State, 787 S.W.2d 53, 56 (Tex. Crim. App. 1990) (per curiam). “The State may not, however, argue
that the community or any particular segment of the community expects or demands either a guilty
verdict or a particular punishment.” Id.
Swenson argues that “the State was arguing that the jury should not simply consider
Swenson and his actions; rather, the jury should consider sending a message to law enforcement
– a message that they are supported by the community.” Yet, Swenson fails to explain how
sending a message to law enforcement—that those officers are supported by the community—
runs afoul of the above areas of proper argument.
In Freeman v. State, 340 S.W.3d 717 (Tex. Crim. App. 2011), the prosecutor in a capital
murder case argued the following:
And that law—this law of capital murder that we have, when this sort of tragedy and crime happens, they have the right to know that every day when they get up and they go to work, we understand what they’re doing. We appreciate what they’re doing. And we know that they’re putting their lives on the line and making that sacrifice for us every single day.
And they have the right to know that we believe that when someone guns down one of them, who is only trying to protect us, what’s going to happen to them?
And their wives and their mothers and their fathers need to also know that we appreciate the sacrifice that they make every day of their life. And defendants need to know that when you kill a cop, that is unacceptable. It is not tolerated. And it’s certainly not going to be tolerated in Wharton County, Texas. 4 Id. at 729. The Texas Court of Criminal Appeals described this argument as asking the jury “to
send a deterrent message to criminals that killing a peace officer is unacceptable.” Id. at 729–30.
The argument did not ask “the jury to forgo its duty and automatically answer the special issues
in such a way that [Freeman] would receive the death penalty because the victim was a peace
officer.” Id. at 730. It “was a mere plea for law enforcement,” and it was deemed permissible.
Id.
Similarly, the Texas Court of Criminal Appeals in Rhodes v. State, 450 S.W.2d 329, 332
(Tex. Crim. App. 1970), found the following to be an appropriate plea for law enforcement:
[B]y your verdict you may say, “Officer Kelnar and those that serve with you, we are proud of you and we appreciate what you are doing for us. We want to help in every way that we can. When Thomas Henry Rhodes takes his pistol and tries to kill you, we are going to support you and find him guilty of the offense of assault to murder with malice aforethought, because this is what he did.”

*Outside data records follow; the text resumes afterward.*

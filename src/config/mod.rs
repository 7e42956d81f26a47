pub mod loader;
pub mod models;
pub mod validation;

pub use loader::{load_config, load_config_or_default};
pub use models::*;
pub use validation::{ServerConfigValidator, ValidationError, ValidationResult};
use std::net::SocketAddr;

use crate::{adapters::passthrough::BackendAddr, config::models::ServerConfig};

/// Validation result type alias
pub type ValidationResult<T> = Result<T, ValidationError>;

/// Validation error types
#[derive(Debug, thiserror::Error, Clone, PartialEq, Eq)]
pub enum ValidationError {
    #[error("Missing required field: {field}")]
    MissingField { field: String },

    #[error("Invalid field '{field}': {message}")]
    InvalidField { field: String, message: String },

    #[error("Invalid listen address '{address}': {reason}")]
    InvalidListenAddress { address: String, reason: String },

    #[error("Validation failed: {message}")]
    ValidationFailed { message: String },
}

/// Server configuration validator
pub struct ServerConfigValidator;

impl ServerConfigValidator {
    /// Validate the entire server configuration, reporting every problem at
    /// once.
    pub fn validate(config: &ServerConfig) -> ValidationResult<()> {
        let mut errors = Vec::new();

        if let Err(e) = Self::validate_listen_address(&config.listen_addr) {
            errors.push(e);
        }

        if config.data_path.trim().is_empty() {
            errors.push(ValidationError::MissingField {
                field: "data_path".to_string(),
            });
        }

        if let Err(e) = Self::validate_api_prefix(&config.api_prefix) {
            errors.push(e);
        }

        if let Err(e) = config.passthrough.socket.parse::<BackendAddr>() {
            errors.push(ValidationError::InvalidField {
                field: "passthrough.socket".to_string(),
                message: e,
            });
        }

        if config.frontend.config_dir.trim().is_empty() {
            errors.push(ValidationError::MissingField {
                field: "frontend.config_dir".to_string(),
            });
        }
        if config.frontend.manage_process && config.frontend.command.trim().is_empty() {
            errors.push(ValidationError::MissingField {
                field: "frontend.command".to_string(),
            });
        }

        if errors.is_empty() {
            Ok(())
        } else {
            Err(ValidationError::ValidationFailed {
                message: Self::format_multiple_errors(errors),
            })
        }
    }

    /// Validate listen address format
    fn validate_listen_address(address: &str) -> ValidationResult<()> {
        if address.parse::<SocketAddr>().is_err() {
            return Err(ValidationError::InvalidListenAddress {
                address: address.to_string(),
                reason: "Must be in format 'IP:PORT' (e.g., '0.0.0.0:6660')".to_string(),
            });
        }
        Ok(())
    }

    fn validate_api_prefix(prefix: &str) -> ValidationResult<()> {
        if prefix.len() < 2 || !prefix.starts_with('/') || !prefix.ends_with('/') {
            return Err(ValidationError::InvalidField {
                field: "api_prefix".to_string(),
                message: format!("'{prefix}' must start and end with '/' (e.g., '/api/')"),
            });
        }
        Ok(())
    }

    /// Format multiple validation errors into a single message
    fn format_multiple_errors(errors: Vec<ValidationError>) -> String {
        if errors.len() == 1 {
            return errors[0].to_string();
        }

        let mut message = format!("Found {} validation errors:\n", errors.len());
        for (i, error) in errors.iter().enumerate() {
            message.push_str(&format!("  {}. {}\n", i + 1, error));
        }
        message
    }
}
pub mod frontend;
pub mod route_store;

pub use frontend::{Frontend, FrontendError, FrontendResult};
pub use route_store::{RouteStore, StoreError, StoreResult};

Id. at 332. Upon review, the court found that the State’s attorney was urging the jury to find
Rhodes guilty of intent to murder with malice because the evidence showed he was guilty of
that crime. Id.
In Alexander v. State, 919 S.W.2d 756 (Tex. App.—Texarkana 1996, no pet.), we found
no error in the following argument made by the State, “You give this man exactly what he
deserves and what the victims in this case, or the victim’s next of kin and loved ones, deserve,
for this man to serve a life sentence. It’s only proper, and it serves the interest of this community
as a whole.” Id. at 764. We found this to be “an argument as to the impact of the jury’s verdict
on the community” and appropriate. Id.
5 Here, we can find nothing improper in the State’s argument. In line with the cases cited
above, the State urged the jury to assess a punishment commensurate with the nature of his
offense, to show their support for law enforcement where Swenson’s acts put many officers in
danger, and to represent the community by taking seriously the danger Swenson bore to that
community and its law enforcement officers. As a result, we overrule the point of error.
III. Conclusion
We affirm the trial court’s judgment.